Figure 5. TGF‐β1 released by MSCs contributes to induced myofibroblast differentiation and granulation tissue formation.

• A–C
  2.5 × 10⁵ of TGF‐β1 siRNA or control siRNA‐transfected AT‐MSCs were intradermally injected around each of CD18^−/− murine wound. PBS mock injection served as negative control.
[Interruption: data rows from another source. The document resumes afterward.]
//! System-level popup capability.
//!
//! The notification center only sees [`SystemNotifier`]; the concrete
//! notifier is picked once at startup.

use tracing::debug;

#[derive(Debug, Clone, Copy, PartialEq, Eq)]
pub(crate) enum Permission {
    Granted,
    Denied,
}

pub(crate) trait SystemNotifier {
    fn is_supported(&self) -> bool;
    fn request_permission(&mut self) -> Permission;
    fn show(&self, title: &str, body: &str);
}

/// For hosts without any popup mechanism
#[derive(Debug, Default)]
pub(crate) struct NoopNotifier;

impl SystemNotifier for NoopNotifier {
    fn is_supported(&self) -> bool {
        false
    }

    fn request_permission(&mut self) -> Permission {
        Permission::Denied
    }

    fn show(&self, _title: &str, _body: &str) {}
}

/// Rings the terminal bell and writes the popup to stderr
#[cfg(not(feature = "desktop"))]
#[derive(Debug, Default)]
pub(crate) struct TerminalNotifier;

#[cfg(not(feature = "desktop"))]
impl SystemNotifier for TerminalNotifier {
    fn is_supported(&self) -> bool {
        true
    }

    fn request_permission(&mut self) -> Permission {
        Permission::Granted
    }

    fn show(&self, title: &str, body: &str) {
        eprintln!("\x07[notifikasi] {title}: {body}");
    }
}

/// Native desktop notifications (freedesktop, macOS, Windows)
#[cfg(feature = "desktop")]
#[derive(Debug, Default)]
pub(crate) struct DesktopNotifier {
    granted: bool,
}

#[cfg(feature = "desktop")]
impl SystemNotifier for DesktopNotifier {
    fn is_supported(&self) -> bool {
        true
    }

    fn request_permission(&mut self) -> Permission {
        self.granted = true;
        Permission::Granted
    }

    fn show(&self, title: &str, body: &str) {
        if !self.granted {
            return;
        }
        if let Err(e) = notify_rust::Notification::new()
            .summary(title)
            .body(body)
            .appname(crate::consts::APP_DIR)
            .show()
        {
            tracing::warn!(error = %e, "desktop notification failed");
        }
    }
}

/// Pick the notifier for this run
pub(crate) fn select(enabled: bool) -> Box<dyn SystemNotifier> {
    if !enabled {
        debug!("system popups disabled");
        return Box::new(NoopNotifier);
    }
    platform_notifier()
}

#[cfg(feature = "desktop")]
fn platform_notifier() -> Box<dyn SystemNotifier> {
    Box::new(DesktopNotifier::default())
}

#[cfg(not(feature = "desktop"))]
fn platform_notifier() -> Box<dyn SystemNotifier> {
    if std::io::IsTerminal::is_terminal(&std::io::stderr()) {
        Box::new(TerminalNotifier)
    } else {
        debug!("stderr is not a terminal, system popups disabled");
        Box::new(NoopNotifier)
    }
}

impl<T: SystemNotifier + ?Sized> SystemNotifier for Box<T> {
    fn is_supported(&self) -> bool {
        (**self).is_supported()
    }

    fn request_permission(&mut self) -> Permission {
        (**self).request_permission()
    }

    fn show(&self, title: &str, body: &str) {
        (**self).show(title, body)
    }
}
use chrono::{DateTime, NaiveDate, NaiveDateTime};

const DATETIME_FORMATS: [&str; 4] = [
    "%Y-%m-%d %H:%M:%S",
    "%Y-%m-%dT%H:%M:%S",
    "%Y-%m-%d %H:%M:%S%.f",
    "%Y-%m-%dT%H:%M:%S%.f",
];

/// Parse a server `created_at` value into a naive timestamp.
///
/// RFC 3339 values are converted to UTC; bare dates map to midnight.
pub(crate) fn parse_timestamp(s: &str) -> Option<NaiveDateTime> {
    let s = s.trim();
    if s.is_empty() {
        return None;
    }
    if let Ok(dt) = DateTime::parse_from_rfc3339(s) {
        return Some(dt.naive_utc());
    }
    for format in DATETIME_FORMATS {
        if let Ok(dt) = NaiveDateTime::parse_from_str(s, format) {
            return Some(dt);
        }
    }
    NaiveDate::parse_from_str(s, "%Y-%m-%d")
        .ok()
        .and_then(|d| d.and_hms_opt(0, 0, 0))
}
Wound tissue was harvested at day 2, 5, and 7 post‐wounding for quantification of human TGF‐β1 mRNA (A) at day 2 by qPCR, total TGF‐β1 (B), and active TGF‐β1 (C) protein at day 5 by ELISA. Data are expressed as mean ± SEM, n = 3 wounds per group, **P < 0.01, by one‐way ANOVA with Tukey's test.
• D–G
  Expression of α‐SMA (D and E) and CD31 (F and G) at days 5 and 7 by immunostaining on tissue sections. The dashed lines indicate the border of the wound bed and epidermis or eschar. e, epidermis; es, eschar; wb, wound bed. Scale bars: 100 μm. Quantification data are expressed as mean ± SEM, n = 3 wounds per group, *P < 0.05, ***P < 0.001, by one‐way ANOVA with Tukey's test.

Source data are available online for this figure.